→ Assignment
Reproduce the records below exactly, with nothing altered.

----- Data extracts -----

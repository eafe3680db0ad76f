//! Error types for the feed client

use compact_str::CompactString;
use thiserror::Error;

use crate::domain::RateLimit;

pub type Result<T> = std::result::Result<T, ClientError>;

/// Errors raised while fetching and walking the feed
#[derive(Debug, Error)]
pub enum ClientError {
    #[error("malformed Link header entry `{entry}`: {reason}")]
    MalformedLinkHeader {
        entry: CompactString,
        reason: &'static str,
    },

    #[error("rate limited by the feed, remaining {0}")]
    RateLimited(RateLimit),

    #[error("transport error: {0}")]
    Transport(#[from] reqwest::Error),

    #[error("unexpected HTTP {status} from {url}: {message}")]
    UnexpectedStatus {
        status: u16,
        url: CompactString,
        message: CompactString,
    },

    #[error("failed to decode response from {endpoint}: {message}")]
    JsonParse {
        endpoint: CompactString,
        message: CompactString,
        #[source]
        source: serde_json::Error,
    },

    #[error("invalid {field}: {message}")]
    ConfigValidation {
        field: CompactString,
        message: CompactString,
    },
}

/// Coarse classification used by the scheduler when reporting a failed cycle
#[derive(Debug, Clone, Copy, PartialEq, Eq)]
pub enum FailureKind {
    MalformedLinkHeader,
    RateLimited,
    Transport,
    Config,
}

impl FailureKind {
    pub fn as_str(&self) -> &'static str {
        match self {
            FailureKind::MalformedLinkHeader => "malformed_link_header",
            FailureKind::RateLimited => "rate_limited",
            FailureKind::Transport => "transport",
            FailureKind::Config => "config",
        }
    }
}

impl std::fmt::Display for FailureKind {
    fn fmt(&self, f: &mut std::fmt::Formatter) -> std::fmt::Result {
        f.write_str(self.as_str())
    }
}

impl ClientError {
    pub fn malformed_link(entry: impl Into<CompactString>, reason: &'static str) -> Self {
        Self::MalformedLinkHeader { entry: entry.into(), reason }
    }

    pub fn unexpected_status(
        status: u16,
        url: impl Into<CompactString>,
        message: impl Into<CompactString>,
    ) -> Self {
        Self::UnexpectedStatus { status, url: url.into(), message: message.into() }
    }

    pub fn json_parse(
        endpoint: impl Into<CompactString>,
        message: impl Into<CompactString>,
        source: serde_json::Error,
    ) -> Self {
        Self::JsonParse { endpoint: endpoint.into(), message: message.into(), source }
    }

    pub fn config_validation(
        field: impl Into<CompactString>,
        message: impl Into<CompactString>,
    ) -> Self {
        Self::ConfigValidation { field: field.into(), message: message.into() }
    }

    /// Non-2xx statuses and undecodable bodies are reported like network failures.
    pub fn kind(&self) -> FailureKind {
        match self {
            ClientError::MalformedLinkHeader { .. } => FailureKind::MalformedLinkHeader,
            ClientError::RateLimited(_) => FailureKind::RateLimited,
            ClientError::Transport(_)
            | ClientError::UnexpectedStatus { .. }
            | ClientError::JsonParse { .. } => FailureKind::Transport,
            ClientError::ConfigValidation { .. } => FailureKind::Config,
        }
    }

    pub fn rate_limit(&self) -> Option<&RateLimit> {
        match self {
            ClientError::RateLimited(rate_limit) => Some(rate_limit),
            _ => None,
        }
    }
}
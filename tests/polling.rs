use std::time::Duration;

use feed_relay::{
    ClientConfig, ClientError, EventId, EventPoller, FeedApi, Subscription,
    client::spawn_poller,
};
use serde_json::{Value, json};
use wiremock::{
    Mock, MockServer, ResponseTemplate,
    matchers::{method, path},
};

fn events(ids: &[u64]) -> Value {
    Value::Array(ids.iter().map(|id| json!({ "id": id.to_string(), "type": "PushEvent" })).collect())
}

async fn mount_page(server: &MockServer, route: &str, ids: &[u64], next: Option<&str>) {
    let mut response = ResponseTemplate::new(200)
        .set_body_json(events(ids))
        .insert_header("X-RateLimit-Limit", "5000")
        .insert_header("X-RateLimit-Remaining", "4321");
    if let Some(next) = next {
        response = response.insert_header(
            "Link",
            format!(r#"<{}{next}>; rel="next", <{}/events/page/99>; rel="last""#, server.uri(), server.uri()),
        );
    }

    Mock::given(method("GET"))
        .and(path(route))
        .respond_with(response)
        .mount(server)
        .await;
}

fn poller_for(server: &MockServer) -> EventPoller<FeedApi> {
    let config = ClientConfig::new(format!("{}/events", server.uri()), "test-token")
        .with_interval(Duration::from_millis(50));
    let api = FeedApi::new(config.clone()).unwrap();
    EventPoller::new(api, config.feed_url, config.polling)
}

fn drained_ids(subscription: &mut Subscription) -> Vec<EventId> {
    subscription.drain().into_iter().map(|e| e.id).collect()
}

fn ids(raw: &[u64]) -> Vec<EventId> {
    raw.iter().map(|&id| EventId::from(id)).collect()
}

#[tokio::test]
async fn walks_linked_pages_and_stops_at_overlap() {
    let server = MockServer::start().await;
    mount_page(&server, "/events", &[6, 5, 4], Some("/events/page/2")).await;
    mount_page(&server, "/events/page/2", &[3, 2, 1], None).await;

    let mut poller = poller_for(&server);
    let mut subscription = poller.subscribe();

    let report = poller.poll_once().await.unwrap();
    assert_eq!(report.pages, 2);
    assert_eq!(report.rate_limit.and_then(|r| r.remaining), Some(4321));
    assert_eq!(drained_ids(&mut subscription), ids(&[1, 2, 3, 4, 5, 6]));

    // Same feed again: overlap on the first page, so page two is not requested.
    let report = poller.poll_once().await.unwrap();
    assert_eq!(report.pages, 1);
    assert_eq!(report.published, 0);
    assert!(drained_ids(&mut subscription).is_empty());

    let requests = server.received_requests().await.unwrap();
    assert_eq!(requests.len(), 3);
}

#[tokio::test]
async fn rate_limited_cycle_leaves_baseline_for_next_cycle() {
    let server = MockServer::start().await;
    mount_page(&server, "/events", &[2, 1], None).await;

    let mut poller = poller_for(&server);
    let mut subscription = poller.subscribe();
    poller.poll_once().await.unwrap();
    assert_eq!(drained_ids(&mut subscription), ids(&[1, 2]));

    server.reset().await;
    Mock::given(method("GET"))
        .and(path("/events"))
        .respond_with(
            ResponseTemplate::new(403)
                .insert_header("X-RateLimit-Limit", "60")
                .insert_header("X-RateLimit-Remaining", "0"),
        )
        .mount(&server)
        .await;

    let err = poller.poll_once().await.unwrap_err();
    assert!(matches!(err, ClientError::RateLimited(_)));
    assert_eq!(poller.cache().len(), 2);

    server.reset().await;
    mount_page(&server, "/events", &[4, 3, 2], None).await;

    poller.poll_once().await.unwrap();
    assert_eq!(drained_ids(&mut subscription), ids(&[3, 4]));
}

#[tokio::test]
async fn background_poller_delivers_and_shuts_down() {
    let server = MockServer::start().await;
    mount_page(&server, "/events", &[10, 9], None).await;

    let poller = poller_for(&server);
    let mut subscription = poller.subscribe();
    let (handle, shutdown) = spawn_poller(poller);

    let first = tokio::time::timeout(Duration::from_secs(5), subscription.recv())
        .await
        .unwrap()
        .unwrap();
    assert_eq!(first.id, EventId::from(9u64));

    shutdown.send(()).unwrap();
    tokio::time::timeout(Duration::from_secs(5), handle)
        .await
        .unwrap()
        .unwrap();

    // Publisher is gone with the poller; the subscription ends after what was queued.
    let rest: Vec<_> = std::iter::from_fn(|| subscription.try_recv()).collect();
    assert_eq!(rest.len(), 1);
    assert_eq!(rest[0].id, EventId::from(10u64));
    assert!(subscription.recv().await.is_none());
}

-----

→ Answer to the problem
repository eafe3680db0ad76f
//! Error types for the feed client

use compact_str::CompactString;
use thiserror::Error;

use crate::domain::RateLimit;

pub type Result<T> = std::result::Result<T, ClientError>;

/// Errors raised while fetching and walking the feed
#[derive(Debug, Error)]
pub enum ClientError {
    #[error("malformed Link header entry `{entry}`: {reason}")]
    MalformedLinkHeader {
        entry: CompactString,
        reason: &'static str,
    },

    #[error("rate limited by the feed, remaining {0}")]
    RateLimited(RateLimit),

    #[error("transport error: {0}")]
    Transport(#[from] reqwest::Error),

    #[error("unexpected HTTP {status} from {url}: {message}")]
    UnexpectedStatus {
        status: u16,
        url: CompactString,
        message: CompactString,
    },

    #[error("failed to decode response from {endpoint}: {message}")]
    JsonParse {
        endpoint: CompactString,
        message: CompactString,
        #[source]
        source: serde_json::Error,
    },

    #[error("invalid {field}: {message}")]
    ConfigValidation {
        field: CompactString,
        message: CompactString,
    },
}

/// Coarse classification used by the scheduler when reporting a failed cycle
#[derive(Debug, Clone, Copy, PartialEq, Eq)]
pub enum FailureKind {
    MalformedLinkHeader,
    RateLimited,
    Transport,
    Config,
}

impl FailureKind {
    pub fn as_str(&self) -> &'static str {
        match self {
            FailureKind::MalformedLinkHeader => "malformed_link_header",
            FailureKind::RateLimited => "rate_limited",
            FailureKind::Transport => "transport",
            FailureKind::Config => "config",
        }
    }
}

impl std::fmt::Display for FailureKind {
    fn fmt(&self, f: &mut std::fmt::Formatter) -> std::fmt::Result {
        f.write_str(self.as_str())
    }
}

impl ClientError {
    pub fn malformed_link(entry: impl Into<CompactString>, reason: &'static str) -> Self {
        Self::MalformedLinkHeader { entry: entry.into(), reason }
    }

    pub fn unexpected_status(
        status: u16,
        url: impl Into<CompactString>,
        message: impl Into<CompactString>,
    ) -> Self {
        Self::UnexpectedStatus { status, url: url.into(), message: message.into() }
    }

    pub fn json_parse(
        endpoint: impl Into<CompactString>,
        message: impl Into<CompactString>,
        source: serde_json::Error,
    ) -> Self {
        Self::JsonParse { endpoint: endpoint.into(), message: message.into(), source }
    }

    pub fn config_validation(
        field: impl Into<CompactString>,
        message: impl Into<CompactString>,
    ) -> Self {
        Self::ConfigValidation { field: field.into(), message: message.into() }
    }

    /// Non-2xx statuses and undecodable bodies are reported like network failures.
    pub fn kind(&self) -> FailureKind {
        match self {
            ClientError::MalformedLinkHeader { .. } => FailureKind::MalformedLinkHeader,
            ClientError::RateLimited(_) => FailureKind::RateLimited,
            ClientError::Transport(_)
            | ClientError::UnexpectedStatus { .. }
            | ClientError::JsonParse { .. } => FailureKind::Transport,
            ClientError::ConfigValidation { .. } => FailureKind::Config,
        }
    }

    pub fn rate_limit(&self) -> Option<&RateLimit> {
        match self {
            ClientError::RateLimited(rate_limit) => Some(rate_limit),
            _ => None,
        }
    }
}
filename tests/polling.rs
use std::time::Duration;

use feed_relay::{
    ClientConfig, ClientError, EventId, EventPoller, FeedApi, Subscription,
    client::spawn_poller,
};
use serde_json::{Value, json};
use wiremock::{
    Mock, MockServer, ResponseTemplate,
    matchers::{method, path},
};

fn events(ids: &[u64]) -> Value {
    Value::Array(ids.iter().map(|id| json!({ "id": id.to_string(), "type": "PushEvent" })).collect())
}

async fn mount_page(server: &MockServer, route: &str, ids: &[u64], next: Option<&str>) {
    let mut response = ResponseTemplate::new(200)
        .set_body_json(events(ids))
        .insert_header("X-RateLimit-Limit", "5000")
        .insert_header("X-RateLimit-Remaining", "4321");
    if let Some(next) = next {
        response = response.insert_header(
            "Link",
            format!(r#"<{}{next}>; rel="next", <{}/events/page/99>; rel="last""#, server.uri(), server.uri()),
        );
    }

    Mock::given(method("GET"))
        .and(path(route))
        .respond_with(response)
        .mount(server)
        .await;
}

fn poller_for(server: &MockServer) -> EventPoller<FeedApi> {
    let config = ClientConfig::new(format!("{}/events", server.uri()), "test-token")
        .with_interval(Duration::from_millis(50));
    let api = FeedApi::new(config.clone()).unwrap();
    EventPoller::new(api, config.feed_url, config.polling)
}

fn drained_ids(subscription: &mut Subscription) -> Vec<EventId> {
    subscription.drain().into_iter().map(|e| e.id).collect()
}

fn ids(raw: &[u64]) -> Vec<EventId> {
    raw.iter().map(|&id| EventId::from(id)).collect()
}

#[tokio::test]
async fn walks_linked_pages_and_stops_at_overlap() {
    let server = MockServer::start().await;
    mount_page(&server, "/events", &[6, 5, 4], Some("/events/page/2")).await;
    mount_page(&server, "/events/page/2", &[3, 2, 1], None).await;

    let mut poller = poller_for(&server);
    let mut subscription = poller.subscribe();

    let report = poller.poll_once().await.unwrap();
    assert_eq!(report.pages, 2);
    assert_eq!(report.rate_limit.and_then(|r| r.remaining), Some(4321));
    assert_eq!(drained_ids(&mut subscription), ids(&[1, 2, 3, 4, 5, 6]));

    // Same feed again: overlap on the first page, so page two is not requested.
    let report = poller.poll_once().await.unwrap();
    assert_eq!(report.pages, 1);
    assert_eq!(report.published, 0);
    assert!(drained_ids(&mut subscription).is_empty());

    let requests = server.received_requests().await.unwrap();
    assert_eq!(requests.len(), 3);
}

#[tokio::test]
async fn rate_limited_cycle_leaves_baseline_for_next_cycle() {
    let server = MockServer::start().await;
    mount_page(&server, "/events", &[2, 1], None).await;

    let mut poller = poller_for(&server);
    let mut subscription = poller.subscribe();
    poller.poll_once().await.unwrap();
    assert_eq!(drained_ids(&mut subscription), ids(&[1, 2]));

    server.reset().await;
    Mock::given(method("GET"))
        .and(path("/events"))
        .respond_with(
            ResponseTemplate::new(403)
                .insert_header("X-RateLimit-Limit", "60")
                .insert_header("X-RateLimit-Remaining", "0"),
        )
        .mount(&server)
        .await;

    let err = poller.poll_once().await.unwrap_err();
    assert!(matches!(err, ClientError::RateLimited(_)));
    assert_eq!(poller.cache().len(), 2);

    server.reset().await;
    mount_page(&server, "/events", &[4, 3, 2], None).await;

    poller.poll_once().await.unwrap();
    assert_eq!(drained_ids(&mut subscription), ids(&[3, 4]));
}

#[tokio::test]
async fn background_poller_delivers_and_shuts_down() {
    let server = MockServer::start().await;
    mount_page(&server, "/events", &[10, 9], None).await;

    let poller = poller_for(&server);
    let mut subscription = poller.subscribe();
    let (handle, shutdown) = spawn_poller(poller);

    let first = tokio::time::timeout(Duration::from_secs(5), subscription.recv())
        .await
        .unwrap()
        .unwrap();
    assert_eq!(first.id, EventId::from(9u64));

    shutdown.send(()).unwrap();
    tokio::time::timeout(Duration::from_secs(5), handle)
        .await
        .unwrap()
        .unwrap();

    // Publisher is gone with the poller; the subscription ends after what was queued.
    let rest: Vec<_> = std::iter::from_fn(|| subscription.try_recv()).collect();
    assert_eq!(rest.len(), 1);
    assert_eq!(rest[0].id, EventId::from(10u64));
    assert!(subscription.recv().await.is_none());
}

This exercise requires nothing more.